What the task asks> The only thing to report is how many lines of the data contain the word "move".

---------------

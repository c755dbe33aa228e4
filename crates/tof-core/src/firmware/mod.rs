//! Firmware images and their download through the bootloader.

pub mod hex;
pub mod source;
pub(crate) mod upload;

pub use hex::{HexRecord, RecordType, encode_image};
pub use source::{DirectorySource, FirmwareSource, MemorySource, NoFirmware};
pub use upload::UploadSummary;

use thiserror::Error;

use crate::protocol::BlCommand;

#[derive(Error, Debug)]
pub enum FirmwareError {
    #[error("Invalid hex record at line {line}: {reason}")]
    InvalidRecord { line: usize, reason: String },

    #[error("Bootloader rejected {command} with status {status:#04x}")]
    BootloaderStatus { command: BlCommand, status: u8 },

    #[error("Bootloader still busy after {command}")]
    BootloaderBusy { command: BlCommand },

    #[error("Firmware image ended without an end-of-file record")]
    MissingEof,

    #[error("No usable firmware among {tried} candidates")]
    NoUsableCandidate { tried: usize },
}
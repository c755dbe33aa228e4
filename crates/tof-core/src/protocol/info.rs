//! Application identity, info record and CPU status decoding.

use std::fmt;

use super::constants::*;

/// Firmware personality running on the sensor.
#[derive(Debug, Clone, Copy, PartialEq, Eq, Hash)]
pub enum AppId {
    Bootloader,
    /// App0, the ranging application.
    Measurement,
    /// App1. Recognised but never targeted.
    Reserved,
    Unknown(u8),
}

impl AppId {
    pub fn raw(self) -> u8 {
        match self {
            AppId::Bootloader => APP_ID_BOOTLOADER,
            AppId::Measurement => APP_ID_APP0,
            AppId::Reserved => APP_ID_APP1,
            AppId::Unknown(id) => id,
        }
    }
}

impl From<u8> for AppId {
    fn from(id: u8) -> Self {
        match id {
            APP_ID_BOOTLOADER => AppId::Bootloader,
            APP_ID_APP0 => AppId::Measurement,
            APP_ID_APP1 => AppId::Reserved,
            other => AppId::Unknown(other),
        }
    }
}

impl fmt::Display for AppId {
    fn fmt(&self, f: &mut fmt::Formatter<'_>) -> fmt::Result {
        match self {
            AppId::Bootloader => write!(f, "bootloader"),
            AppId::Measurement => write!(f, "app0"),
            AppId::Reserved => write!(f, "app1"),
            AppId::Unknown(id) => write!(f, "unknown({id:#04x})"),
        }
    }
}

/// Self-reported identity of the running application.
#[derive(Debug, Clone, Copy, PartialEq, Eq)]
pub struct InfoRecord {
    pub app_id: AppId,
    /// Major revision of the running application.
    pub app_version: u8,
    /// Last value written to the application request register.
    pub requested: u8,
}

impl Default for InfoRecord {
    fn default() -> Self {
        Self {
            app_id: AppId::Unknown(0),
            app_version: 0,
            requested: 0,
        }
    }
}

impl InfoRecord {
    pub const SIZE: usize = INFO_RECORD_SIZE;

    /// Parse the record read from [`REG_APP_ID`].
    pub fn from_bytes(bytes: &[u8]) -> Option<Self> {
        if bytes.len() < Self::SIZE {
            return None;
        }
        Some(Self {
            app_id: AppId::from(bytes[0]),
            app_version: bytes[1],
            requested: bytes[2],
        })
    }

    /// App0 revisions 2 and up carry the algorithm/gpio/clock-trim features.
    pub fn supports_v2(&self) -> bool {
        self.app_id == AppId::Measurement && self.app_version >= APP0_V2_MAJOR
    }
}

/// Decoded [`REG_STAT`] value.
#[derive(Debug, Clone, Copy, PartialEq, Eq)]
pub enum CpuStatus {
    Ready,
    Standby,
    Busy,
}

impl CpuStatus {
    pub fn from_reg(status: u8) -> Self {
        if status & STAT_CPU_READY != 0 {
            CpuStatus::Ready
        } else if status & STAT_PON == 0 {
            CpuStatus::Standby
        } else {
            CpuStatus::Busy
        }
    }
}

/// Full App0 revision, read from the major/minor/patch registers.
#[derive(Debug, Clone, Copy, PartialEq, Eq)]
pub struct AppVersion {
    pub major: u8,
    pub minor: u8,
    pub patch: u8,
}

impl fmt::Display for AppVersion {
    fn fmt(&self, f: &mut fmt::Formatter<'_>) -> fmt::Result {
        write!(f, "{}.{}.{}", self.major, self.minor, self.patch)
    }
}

---------------

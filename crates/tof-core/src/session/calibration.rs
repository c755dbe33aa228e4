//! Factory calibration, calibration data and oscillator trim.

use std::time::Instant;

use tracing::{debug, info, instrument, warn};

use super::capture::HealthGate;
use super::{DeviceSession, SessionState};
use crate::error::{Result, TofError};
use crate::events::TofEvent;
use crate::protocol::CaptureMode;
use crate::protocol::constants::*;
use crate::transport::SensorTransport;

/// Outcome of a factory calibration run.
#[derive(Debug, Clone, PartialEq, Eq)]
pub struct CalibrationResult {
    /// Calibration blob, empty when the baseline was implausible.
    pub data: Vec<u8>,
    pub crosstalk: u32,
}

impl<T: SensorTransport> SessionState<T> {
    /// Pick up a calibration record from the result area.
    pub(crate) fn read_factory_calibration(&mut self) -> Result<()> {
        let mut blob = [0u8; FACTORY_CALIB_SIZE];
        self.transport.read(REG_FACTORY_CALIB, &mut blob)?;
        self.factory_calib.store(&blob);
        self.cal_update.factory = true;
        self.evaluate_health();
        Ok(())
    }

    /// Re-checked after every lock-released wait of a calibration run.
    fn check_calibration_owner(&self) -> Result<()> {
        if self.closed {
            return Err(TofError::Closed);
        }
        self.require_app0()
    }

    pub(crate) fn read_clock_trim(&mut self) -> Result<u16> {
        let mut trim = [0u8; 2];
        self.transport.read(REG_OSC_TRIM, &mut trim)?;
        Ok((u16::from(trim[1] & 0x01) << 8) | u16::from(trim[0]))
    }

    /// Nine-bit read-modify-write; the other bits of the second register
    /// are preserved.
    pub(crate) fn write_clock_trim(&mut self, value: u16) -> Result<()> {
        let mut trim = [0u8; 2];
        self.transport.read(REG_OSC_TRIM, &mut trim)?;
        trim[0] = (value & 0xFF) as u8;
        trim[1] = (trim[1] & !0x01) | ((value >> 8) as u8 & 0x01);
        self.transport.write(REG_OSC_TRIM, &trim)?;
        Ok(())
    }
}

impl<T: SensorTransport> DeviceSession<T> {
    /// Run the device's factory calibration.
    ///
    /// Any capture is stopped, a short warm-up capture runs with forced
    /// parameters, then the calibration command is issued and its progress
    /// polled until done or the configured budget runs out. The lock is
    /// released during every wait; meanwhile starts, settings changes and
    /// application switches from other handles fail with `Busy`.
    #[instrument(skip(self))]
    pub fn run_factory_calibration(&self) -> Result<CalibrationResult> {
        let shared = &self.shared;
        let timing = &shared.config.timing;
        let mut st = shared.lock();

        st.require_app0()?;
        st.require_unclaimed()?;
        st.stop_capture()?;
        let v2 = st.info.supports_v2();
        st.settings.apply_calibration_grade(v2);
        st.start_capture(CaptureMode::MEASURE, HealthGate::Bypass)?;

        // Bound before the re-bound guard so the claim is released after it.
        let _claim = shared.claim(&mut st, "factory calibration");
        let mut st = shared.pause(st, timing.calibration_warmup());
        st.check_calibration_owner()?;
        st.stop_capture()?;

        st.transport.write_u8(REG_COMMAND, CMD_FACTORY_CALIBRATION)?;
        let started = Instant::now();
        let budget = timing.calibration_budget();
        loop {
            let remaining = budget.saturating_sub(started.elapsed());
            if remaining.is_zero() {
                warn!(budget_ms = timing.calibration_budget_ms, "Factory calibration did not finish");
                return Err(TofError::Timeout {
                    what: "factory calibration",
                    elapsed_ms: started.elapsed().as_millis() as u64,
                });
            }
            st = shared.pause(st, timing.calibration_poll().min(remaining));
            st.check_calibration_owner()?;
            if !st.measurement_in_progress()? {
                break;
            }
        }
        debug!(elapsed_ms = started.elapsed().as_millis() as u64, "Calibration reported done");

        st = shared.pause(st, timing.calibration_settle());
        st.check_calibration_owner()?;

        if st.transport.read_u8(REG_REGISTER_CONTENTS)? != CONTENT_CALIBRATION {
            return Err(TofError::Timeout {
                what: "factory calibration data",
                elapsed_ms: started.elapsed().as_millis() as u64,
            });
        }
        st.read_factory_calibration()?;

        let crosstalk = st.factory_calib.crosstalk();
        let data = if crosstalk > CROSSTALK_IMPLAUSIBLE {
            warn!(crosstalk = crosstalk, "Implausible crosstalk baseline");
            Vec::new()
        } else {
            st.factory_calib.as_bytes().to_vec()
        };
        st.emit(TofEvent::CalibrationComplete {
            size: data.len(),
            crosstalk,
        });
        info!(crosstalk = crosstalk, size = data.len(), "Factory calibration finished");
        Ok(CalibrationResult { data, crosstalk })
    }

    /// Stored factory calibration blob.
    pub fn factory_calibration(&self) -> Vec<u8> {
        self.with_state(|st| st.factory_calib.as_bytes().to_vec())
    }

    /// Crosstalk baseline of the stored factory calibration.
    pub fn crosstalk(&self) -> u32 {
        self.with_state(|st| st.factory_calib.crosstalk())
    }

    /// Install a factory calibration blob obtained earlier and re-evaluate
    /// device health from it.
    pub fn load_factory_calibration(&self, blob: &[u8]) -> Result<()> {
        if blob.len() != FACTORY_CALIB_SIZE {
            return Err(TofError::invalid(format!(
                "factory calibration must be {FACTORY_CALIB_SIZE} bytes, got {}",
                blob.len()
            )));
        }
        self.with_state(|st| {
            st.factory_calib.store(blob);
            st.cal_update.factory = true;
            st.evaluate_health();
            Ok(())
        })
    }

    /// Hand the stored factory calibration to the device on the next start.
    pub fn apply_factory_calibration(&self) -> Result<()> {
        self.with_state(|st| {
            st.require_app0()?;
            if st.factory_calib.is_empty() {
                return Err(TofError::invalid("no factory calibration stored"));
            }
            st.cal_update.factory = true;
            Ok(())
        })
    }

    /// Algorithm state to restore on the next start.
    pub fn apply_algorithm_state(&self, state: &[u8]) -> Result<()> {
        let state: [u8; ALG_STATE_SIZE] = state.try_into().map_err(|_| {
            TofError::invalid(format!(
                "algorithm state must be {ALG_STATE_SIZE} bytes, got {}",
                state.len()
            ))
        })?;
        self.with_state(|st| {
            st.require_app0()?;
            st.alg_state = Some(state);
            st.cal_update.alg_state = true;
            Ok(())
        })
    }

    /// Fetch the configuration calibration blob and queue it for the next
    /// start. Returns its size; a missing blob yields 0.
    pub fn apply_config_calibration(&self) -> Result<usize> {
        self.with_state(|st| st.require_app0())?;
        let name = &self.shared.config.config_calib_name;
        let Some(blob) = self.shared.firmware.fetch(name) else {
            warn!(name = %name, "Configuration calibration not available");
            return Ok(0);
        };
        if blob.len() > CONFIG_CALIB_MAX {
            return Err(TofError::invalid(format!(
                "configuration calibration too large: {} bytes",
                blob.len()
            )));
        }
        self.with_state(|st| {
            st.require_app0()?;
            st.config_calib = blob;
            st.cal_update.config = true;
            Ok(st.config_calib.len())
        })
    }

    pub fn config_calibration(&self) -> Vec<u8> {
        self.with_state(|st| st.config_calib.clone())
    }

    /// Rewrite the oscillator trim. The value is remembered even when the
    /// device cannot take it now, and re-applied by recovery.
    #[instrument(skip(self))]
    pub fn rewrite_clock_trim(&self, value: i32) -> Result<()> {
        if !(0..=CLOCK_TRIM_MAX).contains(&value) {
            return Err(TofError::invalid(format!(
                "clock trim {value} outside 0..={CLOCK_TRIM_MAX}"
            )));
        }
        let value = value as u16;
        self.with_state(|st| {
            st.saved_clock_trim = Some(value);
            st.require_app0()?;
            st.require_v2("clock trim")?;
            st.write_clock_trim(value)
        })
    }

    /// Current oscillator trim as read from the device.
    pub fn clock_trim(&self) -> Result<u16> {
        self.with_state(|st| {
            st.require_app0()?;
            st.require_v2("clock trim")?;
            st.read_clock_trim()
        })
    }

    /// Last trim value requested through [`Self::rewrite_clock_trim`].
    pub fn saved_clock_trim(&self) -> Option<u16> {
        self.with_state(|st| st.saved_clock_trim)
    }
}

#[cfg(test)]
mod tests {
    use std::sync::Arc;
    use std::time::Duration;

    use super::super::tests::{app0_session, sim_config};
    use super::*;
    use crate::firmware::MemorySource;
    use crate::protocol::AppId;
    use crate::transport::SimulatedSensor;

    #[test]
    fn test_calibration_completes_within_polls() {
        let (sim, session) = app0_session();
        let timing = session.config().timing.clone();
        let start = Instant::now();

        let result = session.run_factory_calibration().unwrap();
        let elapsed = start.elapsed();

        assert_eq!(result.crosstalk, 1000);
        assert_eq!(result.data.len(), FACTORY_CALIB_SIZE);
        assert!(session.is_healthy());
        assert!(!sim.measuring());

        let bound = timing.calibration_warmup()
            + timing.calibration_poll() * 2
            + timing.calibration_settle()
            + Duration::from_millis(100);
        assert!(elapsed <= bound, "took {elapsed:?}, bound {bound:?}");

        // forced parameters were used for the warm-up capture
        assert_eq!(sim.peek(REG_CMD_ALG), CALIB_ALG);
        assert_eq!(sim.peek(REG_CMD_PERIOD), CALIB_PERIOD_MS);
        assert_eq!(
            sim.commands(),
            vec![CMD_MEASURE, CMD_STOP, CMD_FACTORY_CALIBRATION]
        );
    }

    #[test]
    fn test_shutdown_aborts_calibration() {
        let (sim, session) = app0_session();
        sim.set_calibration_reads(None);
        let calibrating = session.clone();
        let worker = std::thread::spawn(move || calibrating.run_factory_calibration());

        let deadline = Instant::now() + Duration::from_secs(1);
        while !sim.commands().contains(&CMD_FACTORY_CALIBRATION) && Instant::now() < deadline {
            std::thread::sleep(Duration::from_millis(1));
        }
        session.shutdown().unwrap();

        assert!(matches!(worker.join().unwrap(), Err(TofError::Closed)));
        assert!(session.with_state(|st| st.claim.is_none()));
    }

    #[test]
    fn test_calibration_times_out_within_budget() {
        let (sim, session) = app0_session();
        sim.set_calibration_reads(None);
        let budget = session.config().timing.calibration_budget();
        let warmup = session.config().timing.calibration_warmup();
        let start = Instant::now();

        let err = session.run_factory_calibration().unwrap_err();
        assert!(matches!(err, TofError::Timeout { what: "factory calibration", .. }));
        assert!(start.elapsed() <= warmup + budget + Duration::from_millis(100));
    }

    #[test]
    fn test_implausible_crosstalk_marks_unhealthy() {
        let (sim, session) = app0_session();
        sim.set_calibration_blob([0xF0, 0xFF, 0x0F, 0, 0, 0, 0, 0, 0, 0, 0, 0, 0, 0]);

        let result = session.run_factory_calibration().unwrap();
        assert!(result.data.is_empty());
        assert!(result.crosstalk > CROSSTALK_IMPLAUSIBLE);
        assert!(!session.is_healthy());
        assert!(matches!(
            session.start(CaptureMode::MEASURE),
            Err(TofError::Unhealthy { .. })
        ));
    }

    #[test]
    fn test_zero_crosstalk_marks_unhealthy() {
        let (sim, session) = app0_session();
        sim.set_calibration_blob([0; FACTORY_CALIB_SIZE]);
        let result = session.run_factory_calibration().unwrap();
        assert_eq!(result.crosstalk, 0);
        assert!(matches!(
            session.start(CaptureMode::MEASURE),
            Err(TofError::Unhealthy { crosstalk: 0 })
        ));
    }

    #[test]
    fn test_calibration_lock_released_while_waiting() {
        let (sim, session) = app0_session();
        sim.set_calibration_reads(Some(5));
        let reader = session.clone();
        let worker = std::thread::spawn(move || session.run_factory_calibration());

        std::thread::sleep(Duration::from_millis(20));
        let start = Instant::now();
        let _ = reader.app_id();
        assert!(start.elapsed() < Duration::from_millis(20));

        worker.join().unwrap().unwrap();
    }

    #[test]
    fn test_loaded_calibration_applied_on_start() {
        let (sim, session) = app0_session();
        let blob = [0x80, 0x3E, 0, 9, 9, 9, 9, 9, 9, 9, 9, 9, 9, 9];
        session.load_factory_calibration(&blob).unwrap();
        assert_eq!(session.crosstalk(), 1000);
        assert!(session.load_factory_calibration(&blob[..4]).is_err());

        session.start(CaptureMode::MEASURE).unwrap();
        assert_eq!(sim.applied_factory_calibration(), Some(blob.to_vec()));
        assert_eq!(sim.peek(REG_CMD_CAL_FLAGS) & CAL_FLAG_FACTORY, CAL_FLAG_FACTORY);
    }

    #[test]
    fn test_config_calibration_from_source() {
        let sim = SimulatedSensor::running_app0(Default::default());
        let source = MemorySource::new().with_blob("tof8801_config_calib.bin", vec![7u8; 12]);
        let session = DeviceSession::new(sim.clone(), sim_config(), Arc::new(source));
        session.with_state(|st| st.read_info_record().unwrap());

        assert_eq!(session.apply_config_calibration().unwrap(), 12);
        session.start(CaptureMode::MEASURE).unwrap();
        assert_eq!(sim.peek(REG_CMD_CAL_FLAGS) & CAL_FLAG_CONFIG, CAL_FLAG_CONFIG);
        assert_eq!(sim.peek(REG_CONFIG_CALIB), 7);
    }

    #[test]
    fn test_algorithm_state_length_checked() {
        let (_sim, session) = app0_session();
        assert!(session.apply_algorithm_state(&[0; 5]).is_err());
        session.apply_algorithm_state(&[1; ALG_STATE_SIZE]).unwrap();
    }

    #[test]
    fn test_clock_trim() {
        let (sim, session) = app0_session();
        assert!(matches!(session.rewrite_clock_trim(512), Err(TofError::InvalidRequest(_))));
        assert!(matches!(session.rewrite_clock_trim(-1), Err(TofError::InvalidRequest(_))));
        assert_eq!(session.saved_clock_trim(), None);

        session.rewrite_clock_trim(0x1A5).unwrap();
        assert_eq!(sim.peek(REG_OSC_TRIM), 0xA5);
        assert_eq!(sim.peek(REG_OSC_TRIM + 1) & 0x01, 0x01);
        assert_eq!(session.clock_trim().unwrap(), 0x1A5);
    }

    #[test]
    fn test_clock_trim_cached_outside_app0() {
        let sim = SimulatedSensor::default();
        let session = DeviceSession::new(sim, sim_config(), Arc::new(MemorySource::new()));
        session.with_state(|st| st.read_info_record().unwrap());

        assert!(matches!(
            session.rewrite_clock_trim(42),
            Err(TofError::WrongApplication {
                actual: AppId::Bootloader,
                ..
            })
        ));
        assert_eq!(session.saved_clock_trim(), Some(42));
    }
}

---------------

Written solution> 2